• _WHAT YOU SHOULD DO_
Only the lines of the data below from the one with "# Puller Status" through the one with "of a resource" are wanted. Repeat them exactly.

• _DATA SHOWN_
__________________________________________________

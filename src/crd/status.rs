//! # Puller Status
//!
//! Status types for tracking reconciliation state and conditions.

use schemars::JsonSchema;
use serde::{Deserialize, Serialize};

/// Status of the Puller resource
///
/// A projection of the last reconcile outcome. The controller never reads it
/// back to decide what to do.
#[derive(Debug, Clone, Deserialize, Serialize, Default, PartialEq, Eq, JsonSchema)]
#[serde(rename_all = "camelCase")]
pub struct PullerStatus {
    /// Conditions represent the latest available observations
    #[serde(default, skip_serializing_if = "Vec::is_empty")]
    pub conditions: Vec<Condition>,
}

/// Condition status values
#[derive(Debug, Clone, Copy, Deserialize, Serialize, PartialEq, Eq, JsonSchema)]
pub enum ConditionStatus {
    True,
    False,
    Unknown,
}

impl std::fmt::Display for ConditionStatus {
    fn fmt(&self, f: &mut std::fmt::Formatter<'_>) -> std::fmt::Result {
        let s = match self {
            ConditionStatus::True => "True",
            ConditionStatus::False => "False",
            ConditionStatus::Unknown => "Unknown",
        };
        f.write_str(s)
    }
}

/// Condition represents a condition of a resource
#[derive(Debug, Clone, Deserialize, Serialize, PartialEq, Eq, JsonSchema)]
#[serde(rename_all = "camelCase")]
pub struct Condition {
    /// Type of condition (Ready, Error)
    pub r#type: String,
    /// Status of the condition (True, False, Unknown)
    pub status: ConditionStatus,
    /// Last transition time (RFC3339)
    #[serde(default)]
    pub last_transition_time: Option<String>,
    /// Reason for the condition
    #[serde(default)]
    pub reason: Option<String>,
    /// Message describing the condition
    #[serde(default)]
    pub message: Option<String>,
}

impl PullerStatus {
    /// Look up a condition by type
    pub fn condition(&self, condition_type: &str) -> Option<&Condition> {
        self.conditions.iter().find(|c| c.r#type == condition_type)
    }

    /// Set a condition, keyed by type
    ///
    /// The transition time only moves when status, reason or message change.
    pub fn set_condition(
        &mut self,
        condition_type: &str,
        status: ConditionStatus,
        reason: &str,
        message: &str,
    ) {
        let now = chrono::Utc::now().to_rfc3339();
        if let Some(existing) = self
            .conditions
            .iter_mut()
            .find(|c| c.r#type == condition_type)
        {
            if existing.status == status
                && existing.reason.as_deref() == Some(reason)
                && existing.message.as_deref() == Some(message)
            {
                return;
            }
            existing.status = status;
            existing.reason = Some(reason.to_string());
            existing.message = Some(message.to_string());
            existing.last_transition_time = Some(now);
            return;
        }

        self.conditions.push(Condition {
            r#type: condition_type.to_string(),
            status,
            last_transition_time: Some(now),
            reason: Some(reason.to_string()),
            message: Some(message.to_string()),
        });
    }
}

__________________________________________________

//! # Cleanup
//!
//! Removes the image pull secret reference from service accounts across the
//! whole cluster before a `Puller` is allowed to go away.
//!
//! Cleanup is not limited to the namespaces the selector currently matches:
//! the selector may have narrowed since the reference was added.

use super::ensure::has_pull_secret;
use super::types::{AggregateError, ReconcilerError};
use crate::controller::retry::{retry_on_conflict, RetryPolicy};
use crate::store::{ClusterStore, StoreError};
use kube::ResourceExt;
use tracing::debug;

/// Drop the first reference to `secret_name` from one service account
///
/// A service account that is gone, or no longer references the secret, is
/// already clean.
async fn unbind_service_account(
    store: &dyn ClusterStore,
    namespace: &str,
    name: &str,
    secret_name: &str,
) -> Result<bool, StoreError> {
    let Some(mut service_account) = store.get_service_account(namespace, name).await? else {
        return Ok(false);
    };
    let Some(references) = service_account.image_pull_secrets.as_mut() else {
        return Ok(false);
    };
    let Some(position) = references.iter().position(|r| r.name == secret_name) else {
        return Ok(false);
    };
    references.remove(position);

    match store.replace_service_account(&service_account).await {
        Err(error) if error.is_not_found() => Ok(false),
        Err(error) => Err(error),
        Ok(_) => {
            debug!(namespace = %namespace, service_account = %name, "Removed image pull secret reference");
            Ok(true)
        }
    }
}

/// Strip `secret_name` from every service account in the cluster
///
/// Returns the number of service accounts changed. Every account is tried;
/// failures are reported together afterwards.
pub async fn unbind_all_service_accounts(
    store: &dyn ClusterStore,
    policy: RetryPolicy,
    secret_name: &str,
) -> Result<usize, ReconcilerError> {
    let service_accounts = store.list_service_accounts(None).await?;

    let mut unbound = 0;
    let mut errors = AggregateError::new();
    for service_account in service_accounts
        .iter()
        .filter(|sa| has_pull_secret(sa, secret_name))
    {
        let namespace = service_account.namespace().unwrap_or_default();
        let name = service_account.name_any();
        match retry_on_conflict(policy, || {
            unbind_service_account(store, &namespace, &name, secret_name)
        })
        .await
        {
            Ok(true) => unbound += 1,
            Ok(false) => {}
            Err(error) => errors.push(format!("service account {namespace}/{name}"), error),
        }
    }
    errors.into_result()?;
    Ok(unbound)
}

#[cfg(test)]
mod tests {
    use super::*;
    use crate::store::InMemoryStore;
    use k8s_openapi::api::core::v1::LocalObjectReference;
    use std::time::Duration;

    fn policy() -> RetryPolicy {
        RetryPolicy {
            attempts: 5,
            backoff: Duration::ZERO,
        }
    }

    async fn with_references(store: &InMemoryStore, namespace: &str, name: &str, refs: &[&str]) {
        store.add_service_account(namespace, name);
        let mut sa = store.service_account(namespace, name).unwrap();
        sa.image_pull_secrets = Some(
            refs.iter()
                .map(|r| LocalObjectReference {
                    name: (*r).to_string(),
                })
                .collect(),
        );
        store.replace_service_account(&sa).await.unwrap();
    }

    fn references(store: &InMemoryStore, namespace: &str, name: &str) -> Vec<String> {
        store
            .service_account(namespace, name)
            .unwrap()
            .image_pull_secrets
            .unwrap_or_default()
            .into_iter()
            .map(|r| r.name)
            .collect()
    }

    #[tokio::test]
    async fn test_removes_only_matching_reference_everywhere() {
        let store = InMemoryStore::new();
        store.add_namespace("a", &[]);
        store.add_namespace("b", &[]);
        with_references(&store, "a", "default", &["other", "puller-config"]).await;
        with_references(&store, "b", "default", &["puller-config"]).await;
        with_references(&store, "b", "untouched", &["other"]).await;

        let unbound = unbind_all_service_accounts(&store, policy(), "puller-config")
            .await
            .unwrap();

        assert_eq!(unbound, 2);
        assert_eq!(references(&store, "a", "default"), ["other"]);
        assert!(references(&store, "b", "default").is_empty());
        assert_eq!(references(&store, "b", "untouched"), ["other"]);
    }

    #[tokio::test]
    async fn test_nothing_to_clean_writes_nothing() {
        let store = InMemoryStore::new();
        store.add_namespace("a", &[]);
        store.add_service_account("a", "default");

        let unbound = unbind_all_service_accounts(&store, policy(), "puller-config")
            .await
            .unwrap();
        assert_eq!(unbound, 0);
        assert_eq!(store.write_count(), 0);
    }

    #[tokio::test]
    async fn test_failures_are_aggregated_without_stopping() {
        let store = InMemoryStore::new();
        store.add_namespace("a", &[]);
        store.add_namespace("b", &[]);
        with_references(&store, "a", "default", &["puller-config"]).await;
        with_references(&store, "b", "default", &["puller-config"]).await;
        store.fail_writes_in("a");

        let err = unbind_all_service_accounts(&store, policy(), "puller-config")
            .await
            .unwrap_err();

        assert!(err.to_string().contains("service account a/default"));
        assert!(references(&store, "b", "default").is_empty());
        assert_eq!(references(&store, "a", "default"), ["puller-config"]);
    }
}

__________________________________________________

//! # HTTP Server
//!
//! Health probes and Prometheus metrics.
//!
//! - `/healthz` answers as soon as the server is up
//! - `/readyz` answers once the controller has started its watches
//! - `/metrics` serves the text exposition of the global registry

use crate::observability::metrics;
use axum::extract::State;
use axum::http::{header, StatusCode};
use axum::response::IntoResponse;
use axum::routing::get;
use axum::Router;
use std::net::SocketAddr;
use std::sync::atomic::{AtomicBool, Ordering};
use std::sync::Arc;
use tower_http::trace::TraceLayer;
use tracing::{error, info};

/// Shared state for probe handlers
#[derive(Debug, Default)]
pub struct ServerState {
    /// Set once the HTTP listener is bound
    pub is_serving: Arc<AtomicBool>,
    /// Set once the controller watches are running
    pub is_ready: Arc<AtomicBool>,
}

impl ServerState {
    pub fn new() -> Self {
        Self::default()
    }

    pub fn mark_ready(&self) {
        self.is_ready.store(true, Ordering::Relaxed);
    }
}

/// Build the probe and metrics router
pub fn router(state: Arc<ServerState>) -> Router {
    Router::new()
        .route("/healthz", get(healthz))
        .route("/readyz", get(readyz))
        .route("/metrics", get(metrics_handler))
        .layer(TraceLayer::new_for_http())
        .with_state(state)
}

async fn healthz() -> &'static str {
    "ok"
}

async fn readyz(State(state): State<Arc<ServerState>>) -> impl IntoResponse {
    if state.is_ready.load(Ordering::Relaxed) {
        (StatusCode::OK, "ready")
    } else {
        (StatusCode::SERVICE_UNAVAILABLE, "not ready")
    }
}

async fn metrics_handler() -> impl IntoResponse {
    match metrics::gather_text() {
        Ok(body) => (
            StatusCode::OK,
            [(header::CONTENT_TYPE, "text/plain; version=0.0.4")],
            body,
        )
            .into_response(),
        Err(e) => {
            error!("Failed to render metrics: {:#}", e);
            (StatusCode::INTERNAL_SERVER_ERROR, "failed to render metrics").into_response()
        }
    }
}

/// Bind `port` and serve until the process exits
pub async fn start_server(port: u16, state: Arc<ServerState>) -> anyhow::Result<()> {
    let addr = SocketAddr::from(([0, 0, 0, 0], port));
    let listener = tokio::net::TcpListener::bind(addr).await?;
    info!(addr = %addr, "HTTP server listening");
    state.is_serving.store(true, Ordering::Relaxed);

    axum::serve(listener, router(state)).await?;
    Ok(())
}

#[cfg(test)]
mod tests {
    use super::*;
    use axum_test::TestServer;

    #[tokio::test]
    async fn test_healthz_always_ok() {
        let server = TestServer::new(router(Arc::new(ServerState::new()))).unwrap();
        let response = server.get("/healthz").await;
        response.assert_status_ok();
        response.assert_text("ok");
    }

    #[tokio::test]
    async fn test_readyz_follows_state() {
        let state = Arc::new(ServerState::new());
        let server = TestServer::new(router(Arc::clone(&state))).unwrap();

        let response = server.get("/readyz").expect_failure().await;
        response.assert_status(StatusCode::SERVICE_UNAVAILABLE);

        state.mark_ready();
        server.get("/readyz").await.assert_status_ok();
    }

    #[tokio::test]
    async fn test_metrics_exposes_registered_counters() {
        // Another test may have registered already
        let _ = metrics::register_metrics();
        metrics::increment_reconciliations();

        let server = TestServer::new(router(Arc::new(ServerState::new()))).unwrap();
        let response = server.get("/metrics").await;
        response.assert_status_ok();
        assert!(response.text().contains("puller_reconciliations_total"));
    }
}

__________________________________________________

• _TASK ANSWER_
//! # Puller Status
//!
//! Status types for tracking reconciliation state and conditions.

use schemars::JsonSchema;
use serde::{Deserialize, Serialize};

/// Status of the Puller resource
///
/// A projection of the last reconcile outcome. The controller never reads it
/// back to decide what to do.
#[derive(Debug, Clone, Deserialize, Serialize, Default, PartialEq, Eq, JsonSchema)]
#[serde(rename_all = "camelCase")]
pub struct PullerStatus {
    /// Conditions represent the latest available observations
    #[serde(default, skip_serializing_if = "Vec::is_empty")]
    pub conditions: Vec<Condition>,
}

/// Condition status values
#[derive(Debug, Clone, Copy, Deserialize, Serialize, PartialEq, Eq, JsonSchema)]
pub enum ConditionStatus {
    True,
    False,
    Unknown,
}

impl std::fmt::Display for ConditionStatus {
    fn fmt(&self, f: &mut std::fmt::Formatter<'_>) -> std::fmt::Result {
        let s = match self {
            ConditionStatus::True => "True",
            ConditionStatus::False => "False",
            ConditionStatus::Unknown => "Unknown",
        };
        f.write_str(s)
    }
}

/// Condition represents a condition of a resource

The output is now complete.